Despite being un-human, Matrix is floored by the question. Isn't it the 'right' thing to do to save people, to help. But it seems foreign to the reporter who is only looking to tell something juicy.
Hoping to get Supergirl to talk, the reporter asks Supergirl to talk about a 'typical day' in her life.
So Supergirl tells the story of the baby and the dead man.
The hurricane is raging. The baby's mother is in active labor, trying to drive herself to the hospital. Luckily Supergirl arrives, hoists the car up and heads to the hospital. On the way there, she sees a car swerving on the road, a telephone pole about to fall down and crush it.
Using a psi-blast, Supergirl diverts the pole. But the car nevertheless slams into the mountainside. Supergirl has to make a choice. Does she stop to check in on this driver knowing it will delay getting the mother to the hospital? Or does she fly on?
Triage is tricky. And people can second guess themselves over those decisions. Supergirl makes the tough choice. She doesn't delay flying the mother in for care. Was it the right choice knowing that the baby survived?
On returning to the car, Supergirl sees that the driver is dead, crushed against the steering column. Would stopping before have saved his life? Did she make the right choice? Can you be everywhere? Do everything?

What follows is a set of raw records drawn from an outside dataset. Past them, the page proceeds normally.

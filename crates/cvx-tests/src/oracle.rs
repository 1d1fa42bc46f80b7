//! Reference oracle.
//!
//! A plain per-sample implementation of every operation, written without
//! the host backend's helpers. A backend result passes when it has the
//! reference shape and no sample is further than the operation tolerance
//! from the reference.

use cvx_compute::{
    ComputeError, ComputeResult, FlipMode, OpKind, OpParams, Registry, ThresholdType,
};
use cvx_core::Image;

const LUMA: [f64; 3] = [0.299, 0.587, 0.114];

/// Outcome of checking one result against the reference.
#[derive(Debug, Clone, PartialEq)]
pub struct Verdict {
    pub op: String,
    pub pass: bool,
    pub max_diff: u8,
    pub tolerance: u8,
}

/// Reference output of `op` on `input`.
pub fn reference(op: &str, input: &Image, params: &OpParams) -> ComputeResult<Image> {
    let registry = Registry::builtin();
    let desc = registry.lookup(op)?;
    if !desc.host_channels.supports(input.channels()) {
        return Err(ComputeError::UnsupportedChannelCount {
            op: op.to_string(),
            channels: input.channels(),
        });
    }

    let (w, h, c) = input.dimensions();
    let out_c = match desc.kind {
        OpKind::RgbToGray | OpKind::BgrToGray => 1,
        OpKind::GrayToRgb => 3,
        _ => c,
    };
    let mut out = Image::new(w, h, out_c)?;

    let hist_lut = matches!(desc.kind, OpKind::EqualizeHist).then(|| equalize_lut(input));

    for y in 0..h {
        for x in 0..w {
            let px = input.pixel(x, y).to_vec();
            let at = |dx: i64, dy: i64, ch: usize| {
                input.pixel_clamped(x as i64 + dx, y as i64 + dy)[ch]
            };
            let dst = out.pixel_mut(x, y);

            match desc.kind {
                OpKind::RgbToGray => dst[0] = gray(px[0], px[1], px[2]),
                OpKind::BgrToGray => dst[0] = gray(px[2], px[1], px[0]),
                OpKind::BgrToRgb => {
                    dst.copy_from_slice(&px);
                    dst.swap(0, 2);
                }
                OpKind::GrayToRgb => dst.fill(px[0]),
                OpKind::Threshold => {
                    for (d, &v) in dst.iter_mut().zip(&px) {
                        *d = threshold(v, params);
                    }
                }
                OpKind::BitwiseNot => {
                    for (d, &v) in dst.iter_mut().zip(&px) {
                        *d = 255 - v;
                    }
                }
                OpKind::AddScalar => {
                    for (d, &v) in dst.iter_mut().zip(&px) {
                        *d = (v as i32 + params.scalar as i32).clamp(0, 255) as u8;
                    }
                }
                OpKind::ConvertScale => {
                    for (d, &v) in dst.iter_mut().zip(&px) {
                        let s = params.alpha as f64 * v as f64 + params.beta as f64;
                        *d = s.round().clamp(0.0, 255.0) as u8;
                    }
                }
                OpKind::BoxBlur => {
                    let r = (params.ksize / 2) as i64;
                    let n = ((2 * r + 1) * (2 * r + 1)) as f64;
                    for (ch, d) in dst.iter_mut().enumerate() {
                        let mut sum = 0.0;
                        for dy in -r..=r {
                            for dx in -r..=r {
                                sum += at(dx, dy, ch) as f64;
                            }
                        }
                        *d = (sum / n).round() as u8;
                    }
                }
                OpKind::Sobel => {
                    let s = |dx, dy| at(dx, dy, 0) as i32;
                    let gx = (s(1, -1) + 2 * s(1, 0) + s(1, 1))
                        - (s(-1, -1) + 2 * s(-1, 0) + s(-1, 1));
                    let gy = (s(-1, 1) + 2 * s(0, 1) + s(1, 1))
                        - (s(-1, -1) + 2 * s(0, -1) + s(1, -1));
                    dst[0] = (gx.abs() + gy.abs()).min(255) as u8;
                }
                OpKind::Erode | OpKind::Dilate | OpKind::MedianBlur => {
                    for (ch, d) in dst.iter_mut().enumerate() {
                        let mut window: Vec<u8> = (-1..=1)
                            .flat_map(|dy| (-1..=1).map(move |dx| (dx, dy)))
                            .map(|(dx, dy)| at(dx, dy, ch))
                            .collect();
                        window.sort();
                        *d = match desc.kind {
                            OpKind::Erode => window[0],
                            OpKind::Dilate => window[8],
                            _ => window[4],
                        };
                    }
                }
                OpKind::Flip => {
                    let mirror_x = matches!(params.flip, FlipMode::Horizontal | FlipMode::Both);
                    let mirror_y = matches!(params.flip, FlipMode::Vertical | FlipMode::Both);
                    let sx = if mirror_x { w - 1 - x } else { x };
                    let sy = if mirror_y { h - 1 - y } else { y };
                    dst.copy_from_slice(input.pixel(sx, sy));
                }
                OpKind::EqualizeHist => {
                    if let Some(lut) = &hist_lut {
                        dst[0] = lut[px[0] as usize];
                    }
                }
            }
        }
    }
    Ok(out)
}

/// Checks `result` of `op` on `input` against the reference.
pub fn check(op: &str, input: &Image, params: &OpParams, result: &Image) -> ComputeResult<Verdict> {
    let tolerance = Registry::builtin().lookup(op)?.tolerance();
    let expected = reference(op, input, params)?;

    let (pass, max_diff) = if expected.same_shape(result) {
        let max_diff = expected
            .data()
            .iter()
            .zip(result.data())
            .map(|(a, b)| a.abs_diff(*b))
            .max()
            .unwrap_or(0);
        (max_diff <= tolerance, max_diff)
    } else {
        (false, u8::MAX)
    };

    Ok(Verdict {
        op: op.to_string(),
        pass,
        max_diff,
        tolerance,
    })
}

fn gray(r: u8, g: u8, b: u8) -> u8 {
    (LUMA[0] * r as f64 + LUMA[1] * g as f64 + LUMA[2] * b as f64) as u8
}

fn threshold(v: u8, p: &OpParams) -> u8 {
    let above = v > p.thresh;
    match p.threshold_type {
        ThresholdType::Binary => if above { p.max_value } else { 0 },
        ThresholdType::BinaryInv => if above { 0 } else { p.max_value },
        ThresholdType::Trunc => if above { p.thresh } else { v },
        ThresholdType::ToZero => if above { v } else { 0 },
        ThresholdType::ToZeroInv => if above { 0 } else { v },
    }
}

/// `lut[v] = (cdf(v) - cdf_min) / (n - cdf_min) * 255`, all zero for a
/// single-valued image.
fn equalize_lut(input: &Image) -> [u8; 256] {
    let data = input.data();
    let n = data.len() as u64;
    let min = data.iter().copied().min().unwrap_or(0);
    let cdf_min = data.iter().filter(|&&v| v == min).count() as u64;

    let mut lut = [0u8; 256];
    if n > cdf_min {
        for (v, slot) in lut.iter_mut().enumerate() {
            let cdf = data.iter().filter(|&&s| s as usize <= v).count() as u64;
            *slot = (cdf.saturating_sub(cdf_min) as f64 / (n - cdf_min) as f64 * 255.0) as u8;
        }
    }
    lut
}

#[cfg(test)]
mod tests {
    use super::*;
    use cvx_core::Pattern;

    #[test]
    fn test_reference_gray() {
        let img = Image::filled(2, 2, &[255, 0, 0, 255]).unwrap();
        let out = reference("rgb_to_gray", &img, &OpParams::default()).unwrap();
        assert_eq!(out.data(), &[76, 76, 76, 76]);

        let out = reference("bgr_to_gray", &img, &OpParams::default()).unwrap();
        assert_eq!(out.data(), &[29, 29, 29, 29]);
    }

    #[test]
    fn test_check_rejects_wrong_shape_and_values() {
        let img = Pattern::Gradient.generate(8, 8, 3).unwrap();
        let p = OpParams::default();

        let good = reference("bitwise_not", &img, &p).unwrap();
        assert!(check("bitwise_not", &img, &p, &good).unwrap().pass);

        let verdict = check("bitwise_not", &img, &p, &img).unwrap();
        assert!(!verdict.pass);

        let gray = Image::new(8, 8, 1).unwrap();
        let verdict = check("bitwise_not", &img, &p, &gray).unwrap();
        assert_eq!(verdict.max_diff, u8::MAX);
    }

    #[test]
    fn test_reference_equalize_uniform() {
        let img = Image::filled(4, 4, &[42]).unwrap();
        let out = reference("equalize_hist", &img, &OpParams::default()).unwrap();
        assert!(out.data().iter().all(|&v| v == 0));
    }

    #[test]
    fn test_reference_rejects_channels() {
        let img = Image::new(2, 2, 3).unwrap();
        assert!(matches!(
            reference("sobel", &img, &OpParams::default()),
            Err(ComputeError::UnsupportedChannelCount { channels: 3, .. })
        ));
    }
}
//! Integration tests for cvx crates.
//!
//! Besides the tests under `tests/`, this crate provides what they share:
//!
//! - [`corpus`]: synthetic inputs over every pattern and channel count
//! - [`oracle`]: a scalar reference implementation of every operation, used
//!   to pass or fail a backend result within the operation tolerance
//! - [`golden`]: SHA256 digests of images, checked against
//!   `golden/digests.json`

pub mod corpus;
pub mod golden;
pub mod oracle;

pub use corpus::{corpus, Case};
pub use golden::{digest, GoldenSet, GoldenStatus};
pub use oracle::{check, reference, Verdict};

She gives the reporter a blurb. "I don't have anything outside of trying to help people. My 'life' is nothing like yours. Life is a concept I'm still trying to wrestle with. Sometimes I wonder if I even am alive ... if any of us are ... and what it all means.:
But that idea of life. Of having a life. Of living. Of helping people. And being real. All those themes are touched on, are ruminated on in the Peter David title. We see the reporter say that this Supergirl isn't looking for answers right now. She is looking for the questions.
The back of this Showcase shows us that Supergirl #1 is coming out soon.
From the first issue, when we learn that Matrix has merged with Linda Danvers, is now 'alive', David jumps into this sort of philosophical look on good and evil, life and death, sin and redemption wrapped in a super-hero book. I have said it before and I will say it again. I will hold Supergirl 1-50 by Peter David against any book as a long form superior comic arc. Brilliant.
As part of a Supergirl collection, I would say this issue is a key prelude to the solo title. If you are a fan of the David book, you should look for this. Plus, it is Terry Dodson drawing Supergirl!! And while hard to find, my guess is it is simply in a $1 box waiting to be discovered.
It reminds me of how great this character became over time. It also makes me wonder why DC decided to revisit her at one of the lower points of this Supergirl's career.